Tuesday 24 July 2018

Refreshing tired sourdough

If you have ever had a go at sourdough, you will have encountered tired sourdough syndrome. The baker gets tired of sourdough, with all its foibles and unpredictability. And the sourdough gets tired of being left in the back of the fridge, unloved and unfed. I imagine the sourdough starter thinking to itself, like the hero of Beckett's The Unnamable -

I have dwindled, I dwindle. Not so long ago (with a kind of shrink of my head and shoulders, as when one is scolded) I could disappear. Soon, at my present rate of decrease, I may spare myself this effort.

But there is almost always life in the old dog yet, and successful sourdough (which I manage to achieve in fits and starts) involves coming to an understanding with your starter. It is actually a remarkably flexible part of a baker's armoury, and will meet you half way. Well nearly half way. Usually. With a bit of luck. To be honest, it is usually the baker's fault if the starter goes west.

How do you decide if your starter has died? It almost certainly hasn't, but it's up to you to manage resuscitating the old thing. You know you want to! This was where my neglected starter had got to in the back of the fridge recently -


You know how it is. You are intending to feed it before you go to bed. Then you think you'll do it after breakfast. Then you put it off till the weekend. Then there's no flour left. And so it goes on and on, week after week. Then eventually you decide it must be dead and throw it out.

Here's what you should actually do. Fear not. Although it's true that there are endless, numberless ways that sourdough can go wrong, if you really want to do it, you will succeed, once you get to that understanding of what you absolutely must do, and what you can simply let the sourdough show you you need to do. Give it a fair start, and then watch and respond.

So, given the grey, nasty looking mess in the picture above, what do you absolutely need to do? You could start again, but that would just be swapping the devil you know for the devil you don't. Every sourdough situation has problems waiting to catch you out. If you can deal with what you have got, you know where you are, roughly. In my case I know this is a very stable strain of sourdough, and it has been very well behaved. Above all I like the flavour it delivers, and the level of sourness is low enough for my taste. So I am definitely not throwing it out.

The first thing to deal with is that nasty grey water on the top. There are two schools of thought on this - either stir it back in or replace it. When pushed, Simon from Staff of Life came down on the side of replacing it, so that is what I have always done. But Simon definitely had to think about it, so feel free to stir it back in if you like.

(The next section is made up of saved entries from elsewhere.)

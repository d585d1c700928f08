//! Bounded fan-out of transfers.
//!
//! [`DownloadScheduler::schedule_all`] turns every link into a job future and
//! drives them through `buffer_unordered`, which starts futures in the order
//! supplied and never keeps more than the concurrency ceiling in flight. All
//! jobs are polled from the calling task, so deciding to start a job and
//! counting it as active happen in the same step and cannot race.
//!
//! A failed job is logged and reported in its [`Summary`]; it is not retried
//! and its filename is not added to the index, so the next crawl run picks it
//! up again.

use super::gauge::ActivityGauge;
use crate::index::ExistingFileIndex;
use crate::link::Link;
use crate::progress::ProgressSink;
use crate::transfer::{FileTransfer, Summary, TransferJob};

use futures::stream::{self, StreamExt};
use std::fmt;
use std::sync::Arc;
use tracing::{debug, info, warn};

/// Callback type for transfer completion events
pub type TransferCallback = Box<dyn Fn(&Summary) + Send + Sync>;

/// Runs batches of transfers with a fixed concurrency ceiling.
#[derive(Clone)]
pub struct DownloadScheduler {
    transfer: FileTransfer,
    concurrency: usize,
    index: ExistingFileIndex,
    sink: Arc<dyn ProgressSink>,
    gauge: ActivityGauge,
    on_complete: Option<Arc<TransferCallback>>,
}

impl fmt::Debug for DownloadScheduler {
    fn fmt(&self, f: &mut fmt::Formatter<'_>) -> fmt::Result {
        f.debug_struct("DownloadScheduler")
            .field("transfer", &self.transfer)
            .field("concurrency", &self.concurrency)
            .field("index", &self.index.len())
            .field("gauge", &self.gauge)
            .field("on_complete", &self.on_complete.is_some())
            .finish()
    }
}

impl DownloadScheduler {
    /// Creates a scheduler running at most `concurrency` transfers at once.
    ///
    /// A ceiling of zero is raised to one.
    pub fn new(
        transfer: FileTransfer,
        concurrency: usize,
        index: ExistingFileIndex,
        sink: Arc<dyn ProgressSink>,
    ) -> Self {
        Self {
            transfer,
            concurrency: concurrency.max(1),
            index,
            sink,
            gauge: ActivityGauge::new(),
            on_complete: None,
        }
    }

    /// Calls `callback` as soon as each transfer ends.
    pub fn on_complete(mut self, callback: Option<Arc<TransferCallback>>) -> Self {
        self.on_complete = callback;
        self
    }

    /// Gets the concurrency ceiling.
    pub fn concurrency(&self) -> usize {
        self.concurrency
    }

    /// Gets the active transfer gauge.
    pub fn gauge(&self) -> &ActivityGauge {
        &self.gauge
    }

    /// Gets the index completed filenames are added to.
    pub fn index(&self) -> &ExistingFileIndex {
        &self.index
    }

    /// Transfers every link and returns once all of them are terminal.
    ///
    /// Summaries come back in completion order.
    pub async fn schedule_all(&self, links: Vec<Link>) -> Vec<Summary> {
        if links.is_empty() {
            return Vec::new();
        }

        info!(
            "Scheduling {} transfers, {} at a time",
            links.len(),
            self.concurrency
        );
        self.sink.batch_started(links.len());

        let summaries = stream::iter(links)
            .map(|link| self.run_job(link))
            .buffer_unordered(self.concurrency)
            .collect::<Vec<_>>()
            .await;

        self.sink.batch_finished();
        summaries
    }

    async fn run_job(&self, link: Link) -> Summary {
        let mut job = TransferJob::new(link);
        let slot = self.gauge.enter();
        job.start();
        debug!(
            filename = %job.link().filename,
            active = self.gauge.active(),
            "transfer started"
        );

        let success = match self.transfer.run(&mut job, self.sink.as_ref()).await {
            Ok(path) => {
                self.index.insert(&job.link().filename);
                job.complete();
                info!(
                    "Downloaded {} ({} bytes, {:.2} MB/s) to {:?}",
                    job.link().filename,
                    job.downloaded_bytes(),
                    job.rate() / (1024.0 * 1024.0),
                    path
                );
                true
            }
            Err(e) => {
                let report = e.report();
                warn!(
                    filename = %job.link().filename,
                    url = %job.link().url,
                    error = %report,
                    "transfer failed"
                );
                job.fail(report);
                false
            }
        };
        drop(slot);

        self.sink.transfer_finished(success);
        let summary = Summary::from(job);

        // Call the callback as soon as the job ends.
        if let Some(ref callback) = self.on_complete {
            callback(&summary);
        }

        summary
    }
}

I start by putting the pot on the scales, noting the weight, and then draining off the excess water. Then I put the pot back on the scales and add fresh water to bring the weight back to where I started.


If I were that sourdough starter, I'd feel like I had just had a good shower. It can't do any harm to introduce a bit of fresh water, and whatever was just thrown down the drain, I doubt if it is the essence of sourdough! A quick stir, and the old thing starts to look like a culture again. Just a few bubbles, which presumably were trapped in the floury part of the starter.

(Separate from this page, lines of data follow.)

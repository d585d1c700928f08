//! Terminal progress rendering with `indicatif`.
//!
//! [`ProgressDisplay`] owns a [`MultiProgress`] for the whole crawl. Its main
//! bar grows by the size of every scheduled batch and advances as transfers
//! finish; each transfer gets a child bar that shows its filename, bytes and
//! average rate.
//!
//! ```rust,no_run
//! use harvester::progress::{ProgressDisplay, ProgressSink, ProgressUpdate, StyleOptions};
//!
//! let display = ProgressDisplay::new(StyleOptions::default());
//! display.batch_started(1);
//! let tracker = display.create_tracker("uu-1-2024.pdf", Some(1024));
//! tracker.update(&ProgressUpdate::new(512, Some(1024), 0.5));
//! tracker.stop(true);
//! display.transfer_finished(true);
//! display.finish();
//! ```

use crate::progress::sink::{ProgressSink, ProgressTracker, ProgressUpdate};
use crate::progress::StyleOptions;

use indicatif::{HumanBytes, MultiProgress, ProgressBar, ProgressDrawTarget};

/// Progress display manager that coordinates multiple progress bars.
pub struct ProgressDisplay {
    /// The multi-progress instance for coordinating multiple progress bars.
    multi: MultiProgress,
    /// The main progress bar for overall progress.
    main: ProgressBar,
    /// Style options for progress bars.
    style_options: StyleOptions,
}

impl ProgressDisplay {
    /// Create a new progress display manager.
    pub fn new(style_options: StyleOptions) -> Self {
        // Prepare the progress bar.
        let multi = match style_options.is_enabled() {
            true => MultiProgress::new(),
            false => MultiProgress::with_draw_target(ProgressDrawTarget::hidden()),
        };

        let main = multi.add(style_options.main().to_progress_bar(Some(0)));
        main.tick();

        Self {
            multi,
            main,
            style_options,
        }
    }

    /// A display that draws nothing.
    pub fn hidden() -> Self {
        Self::new(StyleOptions::hidden())
    }

    /// Get the main progress bar.
    pub fn main(&self) -> &ProgressBar {
        &self.main
    }
}

impl ProgressSink for ProgressDisplay {
    fn create_tracker(&self, label: &str, total: Option<u64>) -> Box<dyn ProgressTracker> {
        let bar = self
            .multi
            .add(self.style_options.child().to_progress_bar(total));
        bar.set_prefix(label.to_string());
        Box::new(BarTracker {
            bar,
            clear: self.style_options.child().clear,
        })
    }

    fn batch_started(&self, jobs: usize) {
        self.main.inc_length(jobs as u64);
    }

    fn transfer_finished(&self, _success: bool) {
        self.main.inc(1);
    }

    fn batch_finished(&self) {
        self.main.tick();
    }

    /// Finish the progress display, clearing or keeping the main bar based on
    /// configuration.
    fn finish(&self) {
        if self.style_options.main().clear {
            self.main.finish_and_clear();
        } else {
            self.main.finish();
        }
    }
}

/// One child bar.
struct BarTracker {
    bar: ProgressBar,
    clear: bool,
}

impl ProgressTracker for BarTracker {
    fn update(&self, update: &ProgressUpdate) {
        self.bar.set_position(update.downloaded);
        self.bar
            .set_message(format!("{}/s", HumanBytes(update.bytes_per_sec as u64)));
    }

    fn stop(&self, success: bool) {
        if !success {
            self.bar.abandon_with_message("failed");
        } else if self.clear {
            self.bar.finish_and_clear();
        } else {
            self.bar.finish();
        }
    }
}

#[cfg(test)]
mod tests {
    use super::*;

    #[test]
    fn test_main_bar_counts_finished_transfers() {
        let display = ProgressDisplay::hidden();
        display.batch_started(3);
        assert_eq!(display.main().length(), Some(3));

        let ok = display.create_tracker("a.pdf", Some(10));
        ok.update(&ProgressUpdate::new(10, Some(10), 1.0));
        ok.stop(true);
        display.transfer_finished(true);
        let failed = display.create_tracker("b.pdf", None);
        failed.stop(false);
        display.transfer_finished(false);

        assert_eq!(display.main().position(), 2);
        display.batch_finished();
        display.finish();
    }
}
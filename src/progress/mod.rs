//! Progress module containing progress reporting and rendering.
//!
//! - `sink` - The [`ProgressSink`] / [`ProgressTracker`] capability the core reports to
//! - `display` - [`ProgressDisplay`], the `indicatif` implementation of that capability
//! - `style` - Progress bar styling options and templates
//!
//! # Examples
//!
//! ## Hidden Progress Bars
//!
//! ```rust
//! use harvester::progress::{ProgressDisplay, StyleOptions};
//!
//! let display = ProgressDisplay::new(StyleOptions::hidden());
//! ```

pub(crate) mod display;
pub(crate) mod sink;
pub(crate) mod style;

pub use display::ProgressDisplay;
pub use sink::{average_rate, NoopSink, ProgressSink, ProgressTracker, ProgressUpdate};
pub use style::{ProgressBarOpts, StyleOptions};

After a good shower, nothing beats a fresh set of clothes, or in sourdough terms, a new pot. This is the chance to cut back the starter so that there is a very small bit left, which means that the feed it is about to get will seem like a complete blow out, and it will get busy eating "for England, home and beauty".

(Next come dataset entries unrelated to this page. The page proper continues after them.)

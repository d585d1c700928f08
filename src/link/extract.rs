//! Link extraction from rendered listing pages.
//!
//! The default selector matches anchors inside list items whose href ends with
//! the target extension, e.g. `li a[href$=".pdf"]`. Links are returned in
//! document order with duplicate filenames collapsed to their first
//! occurrence, so every filename on a page is owned by exactly one link.

use crate::error::{Error, Result};
use crate::link::Link;

use reqwest::Url;
use scraper::{Html, Selector};
use std::collections::HashSet;
use tracing::{debug, warn};

/// Extracts document links from listing page HTML.
#[derive(Debug, Clone)]
pub struct LinkExtractor {
    selector: Selector,
    source: String,
}

impl LinkExtractor {
    /// Matches `li a[href$=".<extension>"]`.
    pub fn for_extension(extension: &str) -> Result<Self> {
        let extension = extension.trim_start_matches('.');
        Self::with_selector(&format!("li a[href$=\".{}\"]", extension))
    }

    /// Uses a custom CSS selector. Matched elements must carry an `href`.
    pub fn with_selector(css: &str) -> Result<Self> {
        let selector = Selector::parse(css)
            .map_err(|e| Error::Extraction(format!("Invalid selector \"{}\": {}", css, e)))?;
        Ok(Self {
            selector,
            source: css.to_string(),
        })
    }

    /// The CSS selector this extractor was built from.
    pub fn selector(&self) -> &str {
        &self.source
    }

    /// Returns the ordered, filename-unique links found in `html`.
    ///
    /// Hrefs are resolved against `base`. Hrefs that do not yield a filename
    /// are logged and skipped.
    pub fn extract(&self, html: &str, base: &Url) -> Vec<Link> {
        let document = Html::parse_document(html);
        let mut seen = HashSet::new();
        let mut links = Vec::new();

        for element in document.select(&self.selector) {
            let Some(href) = element.value().attr("href") else {
                continue;
            };
            let href = href.trim();
            match Link::resolve(href, base) {
                Ok(link) => {
                    if seen.insert(link.filename.clone()) {
                        links.push(link);
                    } else {
                        debug!("Duplicate link to {} on {}", link.filename, base);
                    }
                }
                Err(e) => warn!(href, error = %e, "skipping link"),
            }
        }

        links
    }
}

#[cfg(test)]
mod tests {
    use super::*;

    const LISTING: &str = r#"
        <html><body>
          <nav><a href="/files/nav.pdf">not in a list item</a></nav>
          <ul>
            <li><a href="/files/uu-1-2024.pdf">UU 1/2024</a></li>
            <li><a href="/files/detail/uu-1-2024">detail page</a></li>
            <li><a href="https://cdn.example/pp-7-2023.pdf">PP 7/2023</a></li>
            <li><a href="/mirror/uu-1-2024.pdf">UU 1/2024 (mirror)</a></li>
            <li><a href="/files/perpres.doc">word file</a></li>
          </ul>
        </body></html>"#;

    fn base() -> Url {
        Url::parse("https://peraturan.example/peraturan?page=1").unwrap()
    }

    #[test]
    fn test_extracts_pdf_links_inside_list_items() {
        let extractor = LinkExtractor::for_extension("pdf").unwrap();
        let links = extractor.extract(LISTING, &base());

        let names: Vec<_> = links.iter().map(|l| l.filename.as_str()).collect();
        assert_eq!(names, vec!["uu-1-2024.pdf", "pp-7-2023.pdf"]);
        assert_eq!(
            links[0].url.as_str(),
            "https://peraturan.example/files/uu-1-2024.pdf"
        );
    }

    #[test]
    fn test_extension_with_leading_dot() {
        let extractor = LinkExtractor::for_extension(".doc").unwrap();
        assert_eq!(extractor.selector(), "li a[href$=\".doc\"]");
        let links = extractor.extract(LISTING, &base());
        assert_eq!(links.len(), 1);
        assert_eq!(links[0].filename, "perpres.doc");
    }

    #[test]
    fn test_custom_selector() {
        let extractor = LinkExtractor::with_selector("nav a[href]").unwrap();
        let links = extractor.extract(LISTING, &base());
        assert_eq!(links.len(), 1);
        assert_eq!(links[0].filename, "nav.pdf");
    }

    #[test]
    fn test_invalid_selector() {
        let err = LinkExtractor::with_selector("li a[href$=").unwrap_err();
        assert!(matches!(err, Error::Extraction(_)));
    }

    #[test]
    fn test_empty_page_yields_no_links() {
        let links = LinkExtractor::for_extension("pdf")
            .unwrap()
            .extract("<html><body></body></html>", &base());
        assert!(links.is_empty());
    }
}
//! Progress bar styling.
//!
//! The display draws two kinds of bars: a crawl-wide bar counting finished
//! transfers, and one bar per active transfer labelled with its filename.
//! [`StyleOptions`] holds one [`ProgressBarOpts`] for each.
//!
//! # Examples
//!
//! ```rust
//! use harvester::progress::{ProgressBarOpts, StyleOptions};
//!
//! let style = StyleOptions::new(
//!     ProgressBarOpts::new(
//!         Some("{bar:30.cyan} {pos}/{len} files".to_string()),
//!         None,
//!         true,
//!         false,
//!     ),
//!     ProgressBarOpts::transfer(),
//! );
//! assert!(style.is_enabled());
//! assert!(!StyleOptions::hidden().is_enabled());
//! ```

use indicatif::{ProgressBar, ProgressStyle};

/// Styles for the crawl-wide bar and the per-transfer bars.
///
/// By default the crawl bar is kept on screen when the crawl ends and
/// per-transfer bars disappear as soon as their transfer succeeds.
#[derive(Debug, Clone)]
pub struct StyleOptions {
    pub(crate) main: ProgressBarOpts,
    pub(crate) child: ProgressBarOpts,
}

impl Default for StyleOptions {
    fn default() -> Self {
        Self {
            main: ProgressBarOpts::files(),
            child: ProgressBarOpts::transfer(),
        }
    }
}

impl StyleOptions {
    pub fn new(main: ProgressBarOpts, child: ProgressBarOpts) -> Self {
        Self { main, child }
    }

    /// Nothing is drawn.
    pub fn hidden() -> Self {
        Self::new(ProgressBarOpts::hidden(), ProgressBarOpts::hidden())
    }

    /// `false` when both bars are disabled.
    pub fn is_enabled(&self) -> bool {
        self.main.enabled || self.child.enabled
    }

    /// Options of the crawl-wide bar.
    pub fn main(&self) -> &ProgressBarOpts {
        &self.main
    }

    /// Options of the per-transfer bars.
    pub fn child(&self) -> &ProgressBarOpts {
        &self.child
    }
}

/// Look and lifetime of one kind of bar.
#[derive(Debug, Clone)]
pub struct ProgressBarOpts {
    template: Option<String>,
    /// At least three characters: done, current, remaining.
    progress_chars: Option<String>,
    pub(crate) enabled: bool,
    /// Remove the bar from the screen once finished.
    pub(crate) clear: bool,
}

impl Default for ProgressBarOpts {
    fn default() -> Self {
        Self::new(None, None, true, true)
    }
}

impl ProgressBarOpts {
    /// Finished documents against documents scheduled so far.
    ///
    /// `████████████████████▊            57/92 (61%) eta 00:01:12`
    pub const TEMPLATE_FILES: &'static str =
        "{bar:40.blue} {pos:>}/{len} ({percent}%) eta {eta_precise:.blue}";
    /// Filename, bytes received against the declared total, average rate.
    ///
    /// `uu-1-2024.pdf ━━━━━━━━━━╾───────── 105.61 KiB/211.23 KiB 1.01 MiB/s`
    pub const TEMPLATE_TRANSFER: &'static str =
        "{prefix:.bold} {bar:40.green/black} {bytes:>11.green}/{total_bytes:<11.green} {msg:>13.red}";
    /// Used when the server declares no length.
    ///
    /// `uu-1-2024.pdf ⠋ 105.61 KiB 1.01 MiB/s`
    pub const TEMPLATE_UNSIZED: &'static str =
        "{prefix:.bold} {spinner} {bytes:>11.green} {msg:>13.red}";
    pub const CHARS_BLOCKS: &'static str = "█▉▊▋▌▍▎▏  ";
    pub const CHARS_LINE: &'static str = "━╾╴─";

    pub fn new(
        template: Option<String>,
        progress_chars: Option<String>,
        enabled: bool,
        clear: bool,
    ) -> Self {
        Self {
            template,
            progress_chars,
            enabled,
            clear,
        }
    }

    /// Default crawl-wide bar; stays on screen.
    pub fn files() -> Self {
        Self::new(
            Some(Self::TEMPLATE_FILES.into()),
            Some(Self::CHARS_BLOCKS.into()),
            true,
            false,
        )
    }

    /// Default per-transfer bar; cleared on success.
    pub fn transfer() -> Self {
        Self::new(
            Some(Self::TEMPLATE_TRANSFER.into()),
            Some(Self::CHARS_LINE.into()),
            true,
            true,
        )
    }

    /// A disabled bar.
    pub fn hidden() -> Self {
        Self {
            enabled: false,
            ..Self::default()
        }
    }

    /// Builds the [`ProgressStyle`]. A template that does not parse is
    /// replaced by indicatif's default bar.
    pub fn to_progress_style(&self) -> ProgressStyle {
        let base = self
            .template
            .as_deref()
            .and_then(|t| ProgressStyle::with_template(t).ok())
            .unwrap_or_else(ProgressStyle::default_bar);
        match self.progress_chars {
            Some(ref chars) => base.progress_chars(chars),
            None => base,
        }
    }

    /// Creates a bar of length `len`, or a spinner when `len` is unknown.
    /// Disabled options yield a hidden bar.
    pub fn to_progress_bar(&self, len: Option<u64>) -> ProgressBar {
        if !self.enabled {
            return ProgressBar::hidden();
        }

        match len {
            Some(len) => ProgressBar::new(len).with_style(self.to_progress_style()),
            None => {
                let style = ProgressStyle::with_template(Self::TEMPLATE_UNSIZED)
                    .unwrap_or_else(|_| ProgressStyle::default_spinner());
                ProgressBar::new_spinner().with_style(style)
            }
        }
    }
}

#[cfg(test)]
mod tests {
    use super::*;

    #[test]
    fn test_hidden_opts_give_hidden_bar() {
        let pb = ProgressBarOpts::hidden().to_progress_bar(Some(100));
        assert!(pb.is_hidden());
    }

    #[test]
    fn test_known_length() {
        let pb = ProgressBarOpts::transfer().to_progress_bar(Some(100));
        assert_eq!(pb.length(), Some(100));
    }

    #[test]
    fn test_unknown_length_is_spinner() {
        let pb = ProgressBarOpts::transfer().to_progress_bar(None);
        assert_eq!(pb.length(), None);
    }

    #[test]
    fn test_bad_template_falls_back() {
        let opts = ProgressBarOpts::new(Some("{bar:40.nope".into()), None, true, true);
        let _ = opts.to_progress_style();
    }

    #[test]
    fn test_defaults() {
        let style = StyleOptions::default();
        assert!(!style.main().clear);
        assert!(style.child().clear);
    }
}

Ah, bliss, thinks the sourdough - fresh water, a clean pot. I am suddenly fitter and leaner. Well, leaner, but still hungry. And then the cavalry arrives, with ample supplies of flour.


As always, when feeding sourdough, it is important to keep the ratio of flour to water the same. That way you always know how must flour and how much water is going into your dough when you add any given amount of starter to your sponge, or to your dough if (bad choice) you are not using a sponge.

Many people feed equal quantities of flour and water, so their starter is always at 100% hydration. I prefer to keep mine wetter - 140% hydration. This makes the maths easier when you bake using a sponge. 300 g of sponge contains 125 g of flour and 175 g of water, so you make a loaf's worth of dough with 300 g of sponge, 375 g of flour and 175 g of water.

All that is left then is a good stir, and back into the fridge. The small amount of old starter can now settle down to a huge meal of fresh flour and water, and start making bubbles. It's what it does.


This starter has a fair way to go before it's ready for baking, but it has shown quite clearly that it is up and running, bubbling, and ready for a good bout of eating over the next few days, then it's bread time. My job now is just to keep an eye on the starter, and respond to what I see. As I know I am going to be baking, I will be cutting right back and giving big feeds through the week, so that my little friend is ready for baking action at the weekend.

Update

After a week's tender loving care, and a sequence of progressively larger feeds the day before baking, this once neglected starter produced a pretty creditable sponge, and 6 small and 4 large sourdough loaves as part of Heron Corn Mill's Locale festival of local food and producers this weekend.